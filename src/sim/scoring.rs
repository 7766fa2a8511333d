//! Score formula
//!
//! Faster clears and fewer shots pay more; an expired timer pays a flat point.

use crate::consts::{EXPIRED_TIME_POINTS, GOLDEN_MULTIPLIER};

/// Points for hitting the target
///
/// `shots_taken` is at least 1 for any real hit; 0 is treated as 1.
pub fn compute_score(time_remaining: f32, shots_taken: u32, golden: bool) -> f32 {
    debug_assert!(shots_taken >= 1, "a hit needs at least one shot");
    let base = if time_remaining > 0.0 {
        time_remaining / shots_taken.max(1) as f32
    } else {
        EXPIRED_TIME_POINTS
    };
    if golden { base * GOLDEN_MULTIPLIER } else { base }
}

==

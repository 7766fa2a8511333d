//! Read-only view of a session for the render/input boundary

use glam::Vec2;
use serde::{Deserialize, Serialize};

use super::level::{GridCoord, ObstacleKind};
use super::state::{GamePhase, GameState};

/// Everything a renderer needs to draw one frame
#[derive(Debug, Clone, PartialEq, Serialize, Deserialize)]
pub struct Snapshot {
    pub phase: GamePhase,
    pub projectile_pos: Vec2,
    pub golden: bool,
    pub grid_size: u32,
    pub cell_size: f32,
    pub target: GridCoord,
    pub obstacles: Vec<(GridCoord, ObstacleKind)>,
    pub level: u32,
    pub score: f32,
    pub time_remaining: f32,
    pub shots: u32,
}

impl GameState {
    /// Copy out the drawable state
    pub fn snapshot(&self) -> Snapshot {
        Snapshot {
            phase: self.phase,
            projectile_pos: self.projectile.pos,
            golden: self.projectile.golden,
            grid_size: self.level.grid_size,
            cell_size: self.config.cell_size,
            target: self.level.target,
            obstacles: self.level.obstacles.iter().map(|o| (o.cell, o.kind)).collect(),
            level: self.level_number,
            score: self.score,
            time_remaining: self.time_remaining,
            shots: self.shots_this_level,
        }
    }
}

* [What this task involves] Among the entries, find each line that includes the string "obstacles" and copy it.

* [Task answer]
    pub obstacles: Vec<(GridCoord, ObstacleKind)>,
            obstacles: self.level.obstacles.iter().map(|o| (o.cell, o.kind)).collect(),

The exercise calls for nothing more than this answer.